(Saved entries)
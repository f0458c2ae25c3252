//! Embedding vectors and the encoder seam.

use serde::{Deserialize, Serialize};

use super::ComputeDevice;
use crate::error::{Error, Result};

/// An L2-normalized query embedding.
///
/// Only constructed through [`EmbeddingVector::from_raw`], so every value of
/// this type has unit Euclidean norm.
#[derive(Debug, Clone, PartialEq, Serialize)]
#[serde(transparent)]
pub struct EmbeddingVector(Vec<f32>);

impl EmbeddingVector {
    /// Normalize a raw model output into an embedding.
    pub fn from_raw(mut raw: Vec<f32>) -> Result<Self> {
        if raw.is_empty() {
            return Err(Error::Encoding("model produced an empty vector".into()));
        }
        l2_normalize(&mut raw)?;
        Ok(Self(raw))
    }

    /// Number of components.
    pub fn len(&self) -> usize {
        self.0.len()
    }

    /// Whether the vector has no components.
    pub fn is_empty(&self) -> bool {
        self.0.is_empty()
    }

    /// Euclidean norm (1.0 up to rounding).
    pub fn norm(&self) -> f32 {
        euclidean_norm(&self.0)
    }

    /// Borrow the components.
    pub fn as_slice(&self) -> &[f32] {
        &self.0
    }

    /// Take ownership of the components.
    pub fn into_inner(self) -> Vec<f32> {
        self.0
    }
}

fn euclidean_norm(values: &[f32]) -> f32 {
    values
        .iter()
        .map(|v| f64::from(*v) * f64::from(*v))
        .sum::<f64>()
        .sqrt() as f32
}

/// Divide `values` by their Euclidean norm in place.
///
/// Fails when the norm is zero or not finite, since such a vector has no
/// direction to preserve.
pub fn l2_normalize(values: &mut [f32]) -> Result<()> {
    let norm = euclidean_norm(values);
    if !norm.is_finite() || norm == 0.0 {
        return Err(Error::Encoding(format!(
            "cannot normalize vector with norm {}",
            norm
        )));
    }
    for v in values.iter_mut() {
        *v /= norm;
    }
    Ok(())
}

/// Static description of a loaded encoder, reported by `/health`.
#[derive(Debug, Clone, PartialEq, Eq, Serialize, Deserialize)]
pub struct EncoderDescriptor {
    /// Model name
    pub model: String,
    /// Device inference runs on
    pub device: String,
    /// Output dimensionality
    pub dimension: usize,
}

/// Text to unit-vector encoder.
///
/// Implementations are built once at startup and shared read-only between
/// requests; `encode` may block for the duration of a forward pass.
pub trait QueryEncoder: Send + Sync {
    /// Encode `text` into a normalized embedding.
    fn encode(&self, text: &str) -> Result<EmbeddingVector>;

    /// Output dimensionality.
    fn dimension(&self) -> usize;

    /// Device inference runs on.
    fn device(&self) -> ComputeDevice;

    /// Model name.
    fn model_name(&self) -> &str;

    /// Summary for health reporting.
    fn descriptor(&self) -> EncoderDescriptor {
        EncoderDescriptor {
            model: self.model_name().to_string(),
            device: self.device().to_string(),
            dimension: self.dimension(),
        }
    }
}
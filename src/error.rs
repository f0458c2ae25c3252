//! Error types for the search gateway.
//!
//! Every failure in the request path terminates the request with one of these
//! variants. Messages are built from field names and upstream status text only;
//! the caller's API key is never interpolated into them.

use axum::http::StatusCode;
use thiserror::Error;

/// Gateway error type.
#[derive(Debug, Error)]
pub enum Error {
    /// A required request field is missing or blank.
    #[error("Validation error: {0}")]
    Validation(String),

    /// The embedding model failed on the given text.
    #[error("Encoding error: {0}")]
    Encoding(String),

    /// The vector store answered with a non-success status.
    #[error("Vector store rejected the query ({status}): {message}")]
    Downstream {
        /// HTTP status returned by the vector store.
        status: u16,
        /// Response body or reason phrase reported by the vector store.
        message: String,
    },

    /// The vector store could not be reached or its reply could not be read.
    #[error("Vector store transport error: {0}")]
    Transport(String),

    /// Invalid or unreadable configuration.
    #[error("Configuration error: {0}")]
    Config(String),

    /// Filesystem error.
    #[error("IO error: {0}")]
    Io(#[from] std::io::Error),

    /// JSON (de)serialization failure.
    #[error("Serialization error: {0}")]
    Serialization(#[from] serde_json::Error),

    /// HTTP server or client-side API failure.
    #[error("API error: {0}")]
    Api(String),
}

impl Error {
    /// Short machine-readable name of the error kind.
    pub fn kind(&self) -> &'static str {
        match self {
            Error::Validation(_) => "validation_error",
            Error::Encoding(_) => "encoding_error",
            Error::Downstream { .. } | Error::Transport(_) => "downstream_error",
            Error::Config(_) => "config_error",
            Error::Io(_) => "io_error",
            Error::Serialization(_) => "serialization_error",
            Error::Api(_) => "api_error",
        }
    }

    /// HTTP status reported to the caller for this error.
    ///
    /// Downstream statuses are mirrored when they are valid error codes so the
    /// caller sees the vector store's verdict (401 for a bad key, 400 for a
    /// malformed filter, ...).
    pub fn status_code(&self) -> StatusCode {
        match self {
            Error::Validation(_) => StatusCode::BAD_REQUEST,
            Error::Downstream { status, .. } => StatusCode::from_u16(*status)
                .ok()
                .filter(|s| s.is_client_error() || s.is_server_error())
                .unwrap_or(StatusCode::BAD_GATEWAY),
            Error::Transport(_) => StatusCode::BAD_GATEWAY,
            Error::Encoding(_)
            | Error::Config(_)
            | Error::Io(_)
            | Error::Serialization(_)
            | Error::Api(_) => StatusCode::INTERNAL_SERVER_ERROR,
        }
    }
}

impl From<toml::de::Error> for Error {
    fn from(err: toml::de::Error) -> Self {
        Error::Config(err.to_string())
    }
}

impl From<toml::ser::Error> for Error {
    fn from(err: toml::ser::Error) -> Self {
        Error::Config(err.to_string())
    }
}

/// Result type for gateway operations.
pub type Result<T> = std::result::Result<T, Error>;
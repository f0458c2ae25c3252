//! Route handlers and error rendering.

use axum::extract::State;
use axum::http::StatusCode;
use axum::response::{IntoResponse, Response};
use axum::Json;
use serde::{Deserialize, Serialize};

use super::AppState;
use crate::error::Error;
use crate::search::{EncoderDescriptor, SearchRequest};
use crate::store::SearchResponse;

/// Health response body.
#[derive(Debug, Clone, Serialize, Deserialize)]
pub struct HealthResponse {
    /// Always "ok" while the server answers
    pub status: String,
    /// Crate version
    pub version: String,
    /// Loaded encoder
    pub encoder: EncoderDescriptor,
    /// Seconds since start
    pub uptime: u64,
}

impl IntoResponse for Error {
    fn into_response(self) -> Response {
        let status = self.status_code();
        let body = Json(serde_json::json!({
            "error": {
                "kind": self.kind(),
                "message": self.to_string(),
            }
        }));
        (status, body).into_response()
    }
}

pub(super) async fn search(
    State(state): State<AppState>,
    Json(request): Json<SearchRequest>,
) -> Result<Json<SearchResponse>, Error> {
    let response = state.handler.handle(request).await?;
    Ok(Json(response))
}

pub(super) async fn health(State(state): State<AppState>) -> Json<HealthResponse> {
    Json(HealthResponse {
        status: "ok".to_string(),
        version: env!("CARGO_PKG_VERSION").to_string(),
        encoder: state.handler.encoder().descriptor(),
        uptime: state.start_time.elapsed().as_secs(),
    })
}

pub(super) async fn metrics(State(state): State<AppState>) -> Response {
    match &state.metrics {
        Some(metrics) => metrics.render().into_response(),
        None => StatusCode::NOT_FOUND.into_response(),
    }
}
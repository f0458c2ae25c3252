//! Starpoint search gateway.
//!
//! Exposes one search endpoint that embeds a natural-language query with a
//! CLIP text encoder and forwards it, with an optional SQL filter, to a
//! Starpoint collection. The store's response is returned unchanged.

pub mod api;
pub mod config;
pub mod error;
pub mod search;
pub mod store;
pub mod telemetry;

pub use api::{ApiServer, AppState, HealthResponse};
pub use config::{
    ApiSettings, EncoderSettings, GatewayConfig, MetricsSettings, VectorStoreSettings,
};
pub use error::{Error, Result};
pub use search::{
    ComputeDevice, DevicePreference, EmbeddingVector, EncoderDescriptor, EncoderModel,
    FastEmbedEncoder, QueryEncoder, SearchHandler, SearchRequest, EMBEDDING_DIM,
};
pub use store::{
    ApiKey, QueryPayload, SearchResponse, StarpointClient, VectorStore, VectorStoreSession,
};
pub use telemetry::MetricsService;
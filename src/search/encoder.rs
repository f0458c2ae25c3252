//! FastEmbed-backed query encoder.

use std::fmt;
use std::path::PathBuf;
use std::str::FromStr;

use fastembed::{EmbeddingModel, InitOptions, TextEmbedding};
use tracing::{debug, info, warn};

use super::{ComputeDevice, EmbeddingVector, QueryEncoder};
use crate::config::EncoderSettings;
use crate::error::{Error, Result};

/// Text encoders the gateway knows how to load.
#[derive(Debug, Clone, Copy, PartialEq, Eq)]
pub enum EncoderModel {
    /// Text branch of CLIP ViT-B/32, shares its space with CLIP image vectors
    ClipVitB32,
}

impl EncoderModel {
    /// Canonical name used in config files and health output.
    pub fn name(&self) -> &'static str {
        match self {
            EncoderModel::ClipVitB32 => "clip-ViT-B-32",
        }
    }

    /// Output dimensionality.
    pub fn dimension(&self) -> usize {
        match self {
            EncoderModel::ClipVitB32 => 512,
        }
    }

    fn fastembed_model(&self) -> EmbeddingModel {
        match self {
            EncoderModel::ClipVitB32 => EmbeddingModel::ClipVitB32,
        }
    }
}

impl fmt::Display for EncoderModel {
    fn fmt(&self, f: &mut fmt::Formatter<'_>) -> fmt::Result {
        f.write_str(self.name())
    }
}

impl FromStr for EncoderModel {
    type Err = Error;

    fn from_str(s: &str) -> Result<Self> {
        match s.trim().to_ascii_lowercase().as_str() {
            "clip-vit-b-32" | "vit-b/32" | "clip" => Ok(EncoderModel::ClipVitB32),
            _ => Err(Error::Config(format!("unsupported encoder model '{}'", s))),
        }
    }
}

/// Query encoder running an ONNX text model through FastEmbed.
///
/// The model session is created once and only read afterwards, so one
/// instance can be shared by every request.
pub struct FastEmbedEncoder {
    model: TextEmbedding,
    kind: EncoderModel,
    device: ComputeDevice,
}

impl FastEmbedEncoder {
    /// Load the configured model, downloading it on first use.
    ///
    /// If the model cannot be placed on the resolved CUDA device it is loaded
    /// on the CPU instead.
    pub fn new(settings: &EncoderSettings) -> Result<Self> {
        let kind: EncoderModel = settings.model.parse()?;
        let device = ComputeDevice::resolve(settings.device_preference()?);
        info!("Loading {} text encoder on {}", kind, device);

        let (model, device) = match Self::load(kind, settings, device) {
            Ok(model) => (model, device),
            Err(e) if device != ComputeDevice::Cpu => {
                warn!("Could not load {} on {} ({}), falling back to CPU", kind, device, e);
                (Self::load(kind, settings, ComputeDevice::Cpu)?, ComputeDevice::Cpu)
            }
            Err(e) => return Err(e),
        };

        Ok(Self {
            model,
            kind,
            device,
        })
    }

    fn load(
        kind: EncoderModel,
        settings: &EncoderSettings,
        device: ComputeDevice,
    ) -> Result<TextEmbedding> {
        let mut options = InitOptions::new(kind.fastembed_model())
            .with_show_download_progress(settings.show_download_progress);
        if let Some(dir) = &settings.cache_dir {
            options = options.with_cache_dir(PathBuf::from(dir));
        }
        #[cfg(feature = "cuda")]
        {
            options = options.with_execution_providers(device.execution_providers());
        }
        #[cfg(not(feature = "cuda"))]
        let _ = device;

        TextEmbedding::try_new(options)
            .map_err(|e| Error::Encoding(format!("Failed to load {}: {}", kind, e)))
    }

    /// Which model is loaded.
    pub fn kind(&self) -> EncoderModel {
        self.kind
    }
}

impl QueryEncoder for FastEmbedEncoder {
    fn encode(&self, text: &str) -> Result<EmbeddingVector> {
        debug!(chars = text.chars().count(), "Encoding query text");

        let mut batch = self
            .model
            .embed(vec![text], None)
            .map_err(|e| Error::Encoding(format!("Inference failed: {}", e)))?;
        let raw = batch
            .pop()
            .ok_or_else(|| Error::Encoding("model returned no embedding".into()))?;

        if raw.len() != self.kind.dimension() {
            return Err(Error::Encoding(format!(
                "expected {} dimensions from {}, got {}",
                self.kind.dimension(),
                self.kind,
                raw.len()
            )));
        }
        EmbeddingVector::from_raw(raw)
    }

    fn dimension(&self) -> usize {
        self.kind.dimension()
    }

    fn device(&self) -> ComputeDevice {
        self.device
    }

    fn model_name(&self) -> &str {
        self.kind.name()
    }
}
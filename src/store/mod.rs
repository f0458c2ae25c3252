//! Vector store client seam.
//!
//! A [`VectorStore`] hands out one [`VectorStoreSession`] per request, bound
//! to that request's API key. Sessions are dropped when the request ends.

mod starpoint;

pub use starpoint::{StarpointClient, StarpointSession, API_KEY_HEADER, QUERY_PATH};

use async_trait::async_trait;
use serde::{Deserialize, Serialize};
use std::fmt;

use crate::error::Result;
use crate::search::EmbeddingVector;

/// Opaque vector store response, returned to the caller unchanged.
pub type SearchResponse = serde_json::Value;

/// Vector store credential.
///
/// `Debug` and `Display` are redacted so the key cannot leak through logs or
/// error messages.
#[derive(Clone, PartialEq, Eq, Deserialize)]
#[serde(transparent)]
pub struct ApiKey(String);

impl ApiKey {
    /// Wrap a raw key.
    pub fn new(key: impl Into<String>) -> Self {
        Self(key.into())
    }

    /// The raw key, for building the outbound request only.
    pub fn expose(&self) -> &str {
        &self.0
    }

    /// True when the key is empty or whitespace.
    pub fn is_blank(&self) -> bool {
        self.0.trim().is_empty()
    }
}

impl fmt::Debug for ApiKey {
    fn fmt(&self, f: &mut fmt::Formatter<'_>) -> fmt::Result {
        f.write_str("ApiKey(***)")
    }
}

impl fmt::Display for ApiKey {
    fn fmt(&self, f: &mut fmt::Formatter<'_>) -> fmt::Result {
        f.write_str("***")
    }
}

/// Everything the vector store needs to run one query.
#[derive(Debug, Clone, PartialEq, Serialize)]
pub struct QueryPayload {
    /// Target collection
    pub collection_name: String,
    /// Filter expression; `None` means unfiltered
    pub sql: Option<String>,
    /// Query vector; `None` means no similarity ranking
    pub embedding: Option<EmbeddingVector>,
}

/// Factory for per-request vector store sessions.
pub trait VectorStore: Send + Sync {
    /// Open a session authenticated with `api_key`.
    ///
    /// Called before the query text is encoded, so a key the store cannot
    /// use is rejected with [`Error::Validation`](crate::error::Error) first.
    fn session(&self, api_key: ApiKey) -> Result<Box<dyn VectorStoreSession>>;
}

/// An authenticated, single-request view of the vector store.
#[async_trait]
pub trait VectorStoreSession: Send + Sync {
    /// Run the query and return the store's response as-is.
    async fn query(&self, payload: QueryPayload) -> Result<SearchResponse>;
}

▸ **REQUIREMENT**:
Working from the data above, extract solely the lines from the one containing "Number of components." through the one containing "up to rounding).", exactly as they appear, both included.

▸ **RESPONSE**:
    /// Number of components.
    pub fn len(&self) -> usize {
        self.0.len()
    }

    /// Whether the vector has no components.
    pub fn is_empty(&self) -> bool {
        self.0.is_empty()
    }

    /// Euclidean norm (1.0 up to rounding).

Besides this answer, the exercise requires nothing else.